Judis responds to those calling his new book anti-Semitic. God, I hope we can move past that idiotic and foul rhetorical device. His broader argument:

Screen Shot 2014-02-27 at 10.58.06 AMTheodor Herzl, Chaim Weizmann and the British Zionists who helped draft the Balfour Declaration did not aspire to create an empire like that of the British or French, but to be junior partners of the Western imperialist powers. Herzl, who admired CecilRhodes, described the Jewish state as “a part of a wall of defense for Europe in Asia, an outpost of civilization against barbarism.” The Zionist movement established “colonies” and aspired to create a Jewish state in a territory where, at the beginning of the Zionist movement, Arabs made up 95 percent of the population. American Zionists compared the Zionists in Palestine with American colonial settlers. At the time, colonialism and imperialism were not dirty words they way they are now. So yes, I think much of the Zionist movement—with the exception of Ahad Ha’am and his followers—saw themselves engaged in a mission that could be described as settler colonialism.

I think the problem is that some enthusiastic supporters of Israel may believe that by acknowledging that history, they thereby confirm that Israel is “illegitimate.” But

many states, including the United States, are products of settler colonialism and conquest. There is no going back in these cases. What Israel’s early history does suggest, though, is that Palestinian Arabs have a legitimate grievance against Israelis that has never been satisfactorily addressed. It won’t be addressed by abolishing Israel—that’s not going to happen—but it can be addressed by an equitable two-state solution that gives both peoples a state and that opens the way for Israel’s reconciliation with its neighbors. If there is a lesson to Genesis—and I happen to believe that history can tell us things about the present—that’s what it is.

For a great summary of the bile Leon Wieseltier has unleashed on one colleague after another, check out this Jacob Heilbrunn piece at the National Interest. Money quote:

Among those who have felt the lash are Andrew Sullivan, Peter Beinart, James Wood and Louis Menand. The latter two worked directly for Wieseltier, and he championed both Sullivan and Beinart, at least initially. Some of the quotes that a brief web search excavates include these morsels. On Menand: “Menand is the professor of littleness. He is a man in flight from the seriousness of his own vocation.” Menand’s offense? Not to bow sufficiently at the shrine of Lionel Trilling. In the case of Sullivan, he diagnosed “something much darker,” namely, anti-Semitism: “To me, he looks increasingly like the Buchanan of the left. He is the master, and the prisoner, of the technology of sickly obsession: blogging–and the divine right of bloggers to exempt themselves from the interrogations of editors–is also a method of hounding.”
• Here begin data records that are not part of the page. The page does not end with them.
//! Video processor conversion backend.

use super::geometry::ConvertGeometry;
use crate::buffer_pool::Frame;
use crate::device::Device;
use crate::error::{GpuError, Result};
use crate::memory::MapMode;
use crate::native::{
    NativeVideoProcessor, ProcessorBlit, ProcessorCaps, ProcessorColorSpace, ProcessorDesc, ProcessorRotation,
};
use gpuframe_color::HdrMetadata;
use gpuframe_core::VideoInfo;
use tracing::debug;

type HdrPair = (Option<HdrMetadata>, Option<HdrMetadata>);

pub(super) struct ProcessorBackend {
    device: Device,
    processor: Box<dyn NativeVideoProcessor>,
    caps: ProcessorCaps,
    desc: ProcessorDesc,
    /// Metadata last handed to the processor.
    hdr: Option<HdrPair>,
}

impl ProcessorBackend {
    pub(super) fn new(device: &Device, input: &VideoInfo, output: &VideoInfo) -> Result<Self> {
        let native_format = |info: &VideoInfo| {
            device
                .format(info.format)
                .and_then(|d| d.processor_format())
                .ok_or_else(|| GpuError::Unsupported(format!("{} has no single native surface format", info.format)))
        };
        let color_space = |info: &VideoInfo| {
            ProcessorColorSpace::from_info(info)
                .ok_or_else(|| GpuError::Unsupported(format!("{:?} has no processor color space", info.colorimetry)))
        };
        let desc = ProcessorDesc {
            input: *input,
            output: *output,
            input_format: native_format(input)?,
            output_format: native_format(output)?,
            input_color_space: color_space(input)?,
            output_color_space: color_space(output)?,
        };
        let processor = device.check("CreateVideoProcessor", device.native().create_video_processor(&desc))?;
        let caps = processor.caps();
        debug!(
            "Video processor {} -> {} ({:?} -> {:?}), caps {:?}",
            input.format, output.format, desc.input_format, desc.output_format, caps
        );
        Ok(Self {
            device: device.clone(),
            processor,
            caps,
            desc,
            hdr: None,
        })
    }

    pub(super) fn caps(&self) -> ProcessorCaps {
        self.caps
    }

    /// Whether this call's geometry is within what the processor can do.
    pub(super) fn can_handle(&self, geometry: &ConvertGeometry) -> bool {
        if geometry.blend.is_some() || geometry.alpha != 1.0 {
            return false;
        }
        let Some((rotation, flip_h, flip_v)) = geometry.orientation.processor_flags() else {
            return false;
        };
        if rotation != ProcessorRotation::Identity && !self.caps.contains(ProcessorCaps::ROTATION) {
            return false;
        }
        if (flip_h || flip_v) && !self.caps.contains(ProcessorCaps::MIRROR) {
            return false;
        }
        let (input, output) = (&self.desc.input, &self.desc.output);
        let src = geometry.src_rect_or(input.width, input.height);
        let dest = geometry.dest_rect_or(output.width, output.height);
        let (dest_w, dest_h) = if rotation == ProcessorRotation::Rotate90 || rotation == ProcessorRotation::Rotate270 {
            (dest.height, dest.width)
        } else {
            (dest.width, dest.height)
        };
        if (src.width, src.height) != (dest_w, dest_h) && !self.caps.contains(ProcessorCaps::SCALING) {
            return false;
        }
        if geometry.needs_border(output.width, output.height) && !self.caps.contains(ProcessorCaps::BACKGROUND) {
            return false;
        }
        true
    }

    fn apply_hdr(&mut self, geometry: &ConvertGeometry) -> Result<()> {
        let wanted = (geometry.src_hdr, geometry.dest_hdr);
        if self.hdr == Some(wanted) || !self.caps.contains(ProcessorCaps::HDR_METADATA) {
            return Ok(());
        }
        self.device.check(
            "VideoProcessorSetStreamHDRMetaData",
            self.processor.set_hdr_metadata(wanted.0.as_ref(), wanted.1.as_ref()),
        )?;
        self.hdr = Some(wanted);
        Ok(())
    }

    pub(super) fn convert(
        &mut self,
        input: &Frame,
        output: &Frame,
        geometry: &ConvertGeometry,
        background: Option<[f32; 4]>,
    ) -> Result<()> {
        let surface_view = |frame: &Frame, output: bool| {
            let surface = frame.surfaces().next()?;
            if output {
                surface.processor_output_view()
            } else {
                surface.processor_input_view()
            }
        };
        let in_view = surface_view(input, false)
            .ok_or_else(|| GpuError::Unsupported("input has no processor input view".into()))?;
        let out_view = surface_view(output, true)
            .ok_or_else(|| GpuError::Unsupported("output has no processor output view".into()))?;
        let (rotation, flip_horizontal, flip_vertical) = geometry
            .orientation
            .processor_flags()
            .ok_or_else(|| GpuError::Unsupported("custom transform on the video processor".into()))?;

        let device = self.device.clone();
        let _ctx = device.lock();
        self.apply_hdr(geometry)?;
        let _read = input.map_gpu(MapMode::GpuRead)?;
        let _write = output.map_gpu(MapMode::GpuWrite)?;
        let (in_info, out_info) = (&self.desc.input, &self.desc.output);
        let blit = ProcessorBlit {
            input: in_view,
            output: out_view,
            src_rect: geometry.src_rect_or(in_info.width, in_info.height),
            dst_rect: geometry.dest_rect_or(out_info.width, out_info.height),
            rotation,
            flip_horizontal,
            flip_vertical,
            background,
        };
        device.check("VideoProcessorBlt", self.processor.blit(&blit))
    }
}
In another piece, Wieseltier offered a twofer, criticizing (if that is not too andoyne a word) Beinart and Wood simultaneously. On Beinart: “Beinart’s pseudo-courageous article is an anthology of xenophobic quotations by Israeli hawks and anguished quotations by Israeli doves: familiar stuff.” Then came Wood’s spanking: “So what if Wood’s authorities are Jews? Can Jews not be wrong, or anti-Semitic? Wood’s Jews are certainly anti-Zionist.” Is it really an accident that, having left the New Republic, several of its editors have repudiated its long-time reflexive support for Israel?